▶ Extracted records
· · · · ·

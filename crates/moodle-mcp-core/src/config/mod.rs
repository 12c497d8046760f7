//! Adapter configuration
//!
//! - `AdapterConfig`: timeouts, lookup service URL, user agent, log level
//! - `FileConfigLoader`: YAML file loading (~/.config/moodle-mcp/config.yaml)
//!   with environment overrides

mod settings;
mod file;

pub use settings::{AdapterConfig, ConfigError, ConfigResult, DEFAULT_LOOKUP_URL};
pub use file::FileConfigLoader;
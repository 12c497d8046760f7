//! File-based configuration loading (YAML)
//!
//! Reads `~/.config/moodle-mcp/config.yaml` or an explicit path. A missing
//! file is not an error: defaults apply.

use std::fs;
use std::path::{Path, PathBuf};

use super::settings::{AdapterConfig, ConfigResult};

/// Loads `AdapterConfig` from a YAML file
///
/// # Example
///
/// ```no_run
/// use moodle_mcp_core::config::FileConfigLoader;
///
/// let config = FileConfigLoader::user().load_with_env().unwrap();
/// println!("timeout: {:?}", config.request_timeout());
/// ```
#[derive(Debug, Clone)]
pub struct FileConfigLoader {
    path: PathBuf,
}

impl FileConfigLoader {
    /// Loader for a specific path
    pub fn new(path: impl Into<PathBuf>) -> Self {
        Self { path: path.into() }
    }

    /// Loader for the user-level config file
    pub fn user() -> Self {
        let config_dir = dirs::config_dir()
            .unwrap_or_else(|| dirs::home_dir().unwrap_or_else(|| PathBuf::from(".")).join(".config"));
        Self::new(config_dir.join("moodle-mcp").join("config.yaml"))
    }

    /// Get the config file path
    pub fn path(&self) -> &Path {
        &self.path
    }

    /// Check if the config file exists
    pub fn exists(&self) -> bool {
        self.path.exists()
    }

    /// Load the file, or defaults if it does not exist
    pub fn load(&self) -> ConfigResult<AdapterConfig> {
        if !self.exists() {
            return Ok(AdapterConfig::default());
        }

        let content = fs::read_to_string(&self.path)?;
        if content.trim().is_empty() {
            return Ok(AdapterConfig::default());
        }
        Ok(serde_yaml::from_str(&content)?)
    }

    /// Load the file and then apply `MOODLE_MCP_*` environment overrides
    pub fn load_with_env(&self) -> ConfigResult<AdapterConfig> {
        self.load()?.with_env_overrides()
    }
}
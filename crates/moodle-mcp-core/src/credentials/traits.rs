//! Core traits and types for credential sources

use std::fmt;

/// Site URL and web service token for one request
///
/// The base URL is already cleaned (no trailing slash, lower-case) and
/// validated; either field may be empty when nothing usable was found.
#[derive(Clone, PartialEq, Eq, Default)]
pub struct Credentials {
    pub base_url: String,
    pub token: String,
}

impl Credentials {
    pub fn new(base_url: impl Into<String>, token: impl Into<String>) -> Self {
        Self {
            base_url: base_url.into(),
            token: token.into(),
        }
    }

    /// Both fields present
    pub fn is_complete(&self) -> bool {
        !self.base_url.is_empty() && !self.token.is_empty()
    }

    /// Absolute URL for a site-relative path such as `/webservice/upload.php`
    pub fn endpoint(&self, path: &str) -> String {
        format!("{}{}", self.base_url, path)
    }
}

// Tokens must never show up in logs or panic messages
impl fmt::Debug for Credentials {
    fn fmt(&self, f: &mut fmt::Formatter<'_>) -> fmt::Result {
        f.debug_struct("Credentials")
            .field("base_url", &self.base_url)
            .field("token", &if self.token.is_empty() { "<empty>" } else { "<redacted>" })
            .finish()
    }
}

/// A place credentials can be read from
///
/// Values are returned raw; cleaning and validation happen in
/// `CredentialResolver` so every source is treated the same.
pub trait CredentialSource: Send + Sync {
    /// Human-readable name of this source
    fn name(&self) -> &str;

    /// Raw site URL, if this source has one
    fn base_url(&self) -> Option<String>;

    /// Raw web service token, if this source has one
    fn token(&self) -> Option<String>;
}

· · · · ·

▶ Problem statement
Go through the records and tally the lines that include "configuration". Write only the number.

▶ Reply
2